We regret to record the deaths of M. Emile Duclaux, director of the Pasteur Institute; of Sir Clement Neve Foster, professor of mining in the Royal College of Mining, London; of Professor A. W. Williamson, the eminent British chemist; of Sir Henry Thompson, the distinguished surgeon; and of Sir Henry M. Stanley, the African explorer.

At the recent meeting of the National Academy of Sciences members were elected as follows: Professor William Morris Davis, Harvard University Professor William Fogg Osgood, Harvard University; Professor William T. Councilman, Harvard Medical School; Professor John U. Nef, University of Chicago.
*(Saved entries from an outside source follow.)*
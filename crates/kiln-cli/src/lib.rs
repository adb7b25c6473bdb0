#![forbid(unsafe_code)]
#![deny(
    unused_must_use,
    rustdoc::broken_intra_doc_links,
    rustdoc::bare_urls
)]
#![warn(
    missing_docs,
    unreachable_pub,
    clippy::all,
    clippy::pedantic,
    clippy::nursery
)]
#![allow(clippy::redundant_pub_crate)]

//! Command-line front end for provisioning tasks and artifact builds.
//!
//! Layout:
//! - `cli.rs`: argument parsing, logging setup, and command dispatch
//! - `commands/`: command handlers (`provision`, `status`, `build`)
//! - `hooks.rs`: task hooks wired from command-line flags
//! - `error.rs`: CLI error type and exit codes
//! - `events.rs`: live capture of the run's event bus
//! - `output.rs`: renderers and formatting helpers
//! - `main.rs`: thin entrypoint delegating to `run()`

pub(crate) mod cli;
pub(crate) mod commands;
pub(crate) mod error;
pub(crate) mod events;
pub(crate) mod hooks;
pub(crate) mod output;

pub use cli::run;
The foreign associates elected were: Professor Paul Ehrlich, Frankfurt; Professor H. Rosenbusch, Heidelberg; Professor Emil Fischer, Berlin; Sir William Ramsay, London; Sir William Huggins, London; Professor George H. Darwin, Cambridge; Professor Hugo de Vries, Amsterdam; and Professor Ludwig Boltzmann. Vienna. The Draper gold medal was presented to Professor George E. Hale, of the Yerkes Observatory, Wisconsin, for his researches in astrophysics.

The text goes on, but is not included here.